These five videos will teach you:
- Why focusing on NIM can get you in trouble
- Why too many banks mis-price their credit risk
- How to drive the right behavior for your lending team
- The most important element of loan structuring
Chris Nichols: I'm Chris Nichols from the SouthState Bank, thanks for tuning in on this series, we're going to talk about loan pricing, give you some immediate tips on how to improve your bottom line. Now at SouthState, one of my jobs is to handle loan pricing support, we have built a model, other banks use it and so we're going to gather that data as well as the data and the experience from SouthState as we rolled out, we have some 5,200 employees handle loan pricing and the training and teaching of loan pricing.
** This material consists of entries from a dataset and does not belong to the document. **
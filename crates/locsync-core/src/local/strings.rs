//! Apple `.strings` codec
//!
//! Reads `"key" = "value";` entries with `/* */` and `//` comments. The
//! comment directly above an entry becomes its translator context. Input may
//! be UTF-8 or UTF-16 (BOM-detected); output is always UTF-8.

use std::fmt::Write as _;

/// One `key = value` entry.
#[derive(Debug, Clone, PartialEq, Eq)]
pub struct Entry {
    pub key: String,
    pub value: String,
    pub comment: Option<String>,
}

impl Entry {
    pub fn new(key: impl Into<String>, value: impl Into<String>) -> Self {
        Self {
            key: key.into(),
            value: value.into(),
            comment: None,
        }
    }
}

/// Syntax error with a 1-based line number.
#[derive(Debug, Clone, PartialEq, Eq)]
pub struct ParseError {
    pub line: usize,
    pub message: String,
}

/// Decode raw file bytes, honouring a UTF-8 or UTF-16 byte order mark.
pub fn decode(bytes: &[u8]) -> String {
    let (text, encoding, had_errors) = encoding_rs::UTF_8.decode(bytes);
    if had_errors {
        tracing::warn!(encoding = encoding.name(), "Replaced malformed sequences while decoding");
    }
    text.into_owned()
}

/// Parse `.strings` content into entries, in file order.
pub fn parse(content: &str) -> Result<Vec<Entry>, ParseError> {
    Parser::new(content).parse()
}

/// Render entries as `.strings` text.
pub fn render<'a>(entries: impl IntoIterator<Item = &'a Entry>) -> String {
    let mut out = String::new();
    for entry in entries {
        if let Some(comment) = entry.comment.as_deref().filter(|c| !c.is_empty()) {
            if !out.is_empty() {
                out.push('\n');
            }
            let _ = writeln!(out, "/* {} */", comment.replace("*/", "* /"));
        }
        let _ = writeln!(out, "\"{}\" = \"{}\";", escape(&entry.key), escape(&entry.value));
    }
    out
}

fn escape(text: &str) -> String {
    let mut out = String::with_capacity(text.len());
    for c in text.chars() {
        match c {
            '"' => out.push_str("\\\""),
            '\\' => out.push_str("\\\\"),
            '\n' => out.push_str("\\n"),
            '\t' => out.push_str("\\t"),
            '\r' => out.push_str("\\r"),
            c => out.push(c),
        }
    }
    out
}

struct Parser {
    chars: Vec<char>,
    pos: usize,
    line: usize,
}

impl Parser {
    fn new(content: &str) -> Self {
        Self {
            chars: content.trim_start_matches('\u{feff}').chars().collect(),
            pos: 0,
            line: 1,
        }
    }

    fn parse(mut self) -> Result<Vec<Entry>, ParseError> {
        let mut entries = Vec::new();
        let mut comment: Option<String> = None;

        loop {
            self.skip_whitespace();
            match self.peek() {
                None => break,
                Some('/') if self.peek_at(1) == Some('*') => {
                    comment = Some(self.block_comment()?);
                }
                Some('/') if self.peek_at(1) == Some('/') => {
                    comment = Some(self.line_comment());
                }
                Some(_) => {
                    let mut entry = self.entry()?;
                    entry.comment = comment.take().filter(|c| !c.is_empty());
                    entries.push(entry);
                }
            }
        }

        Ok(entries)
    }

    fn entry(&mut self) -> Result<Entry, ParseError> {
        let key = self.token()?;
        self.skip_trivia()?;
        match self.bump() {
            // `"key";` is shorthand for `"key" = "key";`
            Some(';') => Ok(Entry::new(key.clone(), key)),
            Some('=') => {
                self.skip_trivia()?;
                let value = self.token()?;
                self.skip_trivia()?;
                match self.bump() {
                    Some(';') => Ok(Entry::new(key, value)),
                    other => Err(self.unexpected(other, "';'")),
                }
            }
            other => Err(self.unexpected(other, "'=' or ';'")),
        }
    }

    fn token(&mut self) -> Result<String, ParseError> {
        match self.peek() {
            Some('"') => self.quoted(),
            Some(c) if is_bare(c) => {
                let mut out = String::new();
                while let Some(c) = self.peek().filter(|c| is_bare(*c)) {
                    out.push(c);
                    self.pos += 1;
                }
                Ok(out)
            }
            other => Err(self.unexpected(other, "a quoted string")),
        }
    }

    fn quoted(&mut self) -> Result<String, ParseError> {
        let start_line = self.line;
        self.pos += 1;
        let mut out = String::new();
        loop {
            match self.bump() {
                None => {
                    return Err(ParseError {
                        line: start_line,
                        message: "unterminated string".into(),
                    });
                }
                Some('"') => return Ok(out),
                Some('\\') => out.push(self.escape_sequence()?),
                Some(c) => out.push(c),
            }
        }
    }

    fn escape_sequence(&mut self) -> Result<char, ParseError> {
        match self.bump() {
            Some('n') => Ok('\n'),
            Some('t') => Ok('\t'),
            Some('r') => Ok('\r'),
            Some('0') => Ok('\0'),
            Some('u') | Some('U') => {
                let unit = self.code_unit()?;
                // A high surrogate must be followed by its low half
                let units = if (0xD800..0xDC00).contains(&unit) {
                    match (self.bump(), self.bump()) {
                        (Some('\\'), Some('u' | 'U')) => vec![unit, self.code_unit()?],
                        _ => return Err(self.error("unpaired surrogate in \\u escape")),
                    }
                } else {
                    vec![unit]
                };
                match char::decode_utf16(units).collect::<Vec<_>>().as_slice() {
                    [Ok(c)] => Ok(*c),
                    _ => Err(self.error("invalid \\u code point")),
                }
            }
            Some(c) => Ok(c),
            None => Err(self.error("unterminated escape")),
        }
    }

    /// Four hex digits of a `\u` escape.
    fn code_unit(&mut self) -> Result<u16, ParseError> {
        let mut unit = 0u16;
        for _ in 0..4 {
            let digit = self
                .bump()
                .and_then(|c| c.to_digit(16))
                .ok_or_else(|| self.error("invalid \\u escape"))?;
            unit = unit * 16 + digit as u16;
        }
        Ok(unit)
    }

    fn block_comment(&mut self) -> Result<String, ParseError> {
        let start_line = self.line;
        self.pos += 2;
        let mut out = String::new();
        loop {
            match self.bump() {
                None => {
                    return Err(ParseError {
                        line: start_line,
                        message: "unterminated comment".into(),
                    });
                }
                Some('*') if self.peek() == Some('/') => {
                    self.pos += 1;
                    return Ok(out.trim().to_string());
                }
                Some(c) => out.push(c),
            }
        }
    }

    fn line_comment(&mut self) -> String {
        self.pos += 2;
        let mut out = String::new();
        while let Some(c) = self.peek().filter(|c| *c != '\n') {
            out.push(c);
            self.pos += 1;
        }
        out.trim().to_string()
    }

    /// Whitespace and comments between the parts of one entry.
    fn skip_trivia(&mut self) -> Result<(), ParseError> {
        loop {
            self.skip_whitespace();
            match (self.peek(), self.peek_at(1)) {
                (Some('/'), Some('*')) => {
                    self.block_comment()?;
                }
                (Some('/'), Some('/')) => {
                    self.line_comment();
                }
                _ => return Ok(()),
            }
        }
    }

    fn skip_whitespace(&mut self) {
        while let Some(c) = self.peek().filter(|c| c.is_whitespace()) {
            if c == '\n' {
                self.line += 1;
            }
            self.pos += 1;
        }
    }

    fn peek(&self) -> Option<char> {
        self.chars.get(self.pos).copied()
    }

    fn peek_at(&self, offset: usize) -> Option<char> {
        self.chars.get(self.pos + offset).copied()
    }

    fn bump(&mut self) -> Option<char> {
        let c = self.peek()?;
        self.pos += 1;
        if c == '\n' {
            self.line += 1;
        }
        Some(c)
    }

    fn error(&self, message: &str) -> ParseError {
        ParseError {
            line: self.line,
            message: message.to_string(),
        }
    }

    fn unexpected(&self, found: Option<char>, expected: &str) -> ParseError {
        match found {
            Some(c) => self.error(&format!("expected {expected}, found '{c}'")),
            None => self.error(&format!("expected {expected}, found end of file")),
        }
    }
}

fn is_bare(c: char) -> bool {
    c.is_alphanumeric() || matches!(c, '_' | '.' | '-' | '$' | ':' | '/')
}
And so, we're going to start off with a couple of things, one is the precept that NIM can get you in trouble, Net interest margin is probably not the metric you think it is. Check out this graph here, what you see is the data on that, all the banks in the US 10 years all amalgamated on this little blob here, and if you do a correlation analysis or draw a line between those things, what you see is it's just barely correlated, it's more of a roll of a dice, if anything else. And if you add on this next slide, defunct banks, those banks that went out of business are acquired. What you see is a negative 11% correlation. In other words, not only is an interest margin, not helpful, it's actually hurtful and is more likely to drive your bank into the ground or be acquired than anything else. And there are a couple of reasons for that, one is that it doesn't take into account credit risk. So, here's credit risk, the biggest component that makes up loan pricing, relationship, profitability pricing and you're not taking that into account and that's going get you in trouble. Everyone's a great banker when the economy's good and there's no more credit loss, but where we are in the cycle now, as rates increase, as liquidity drives up and the business cycle comes to an end, you're going to make sure you're not targeting net interest margin.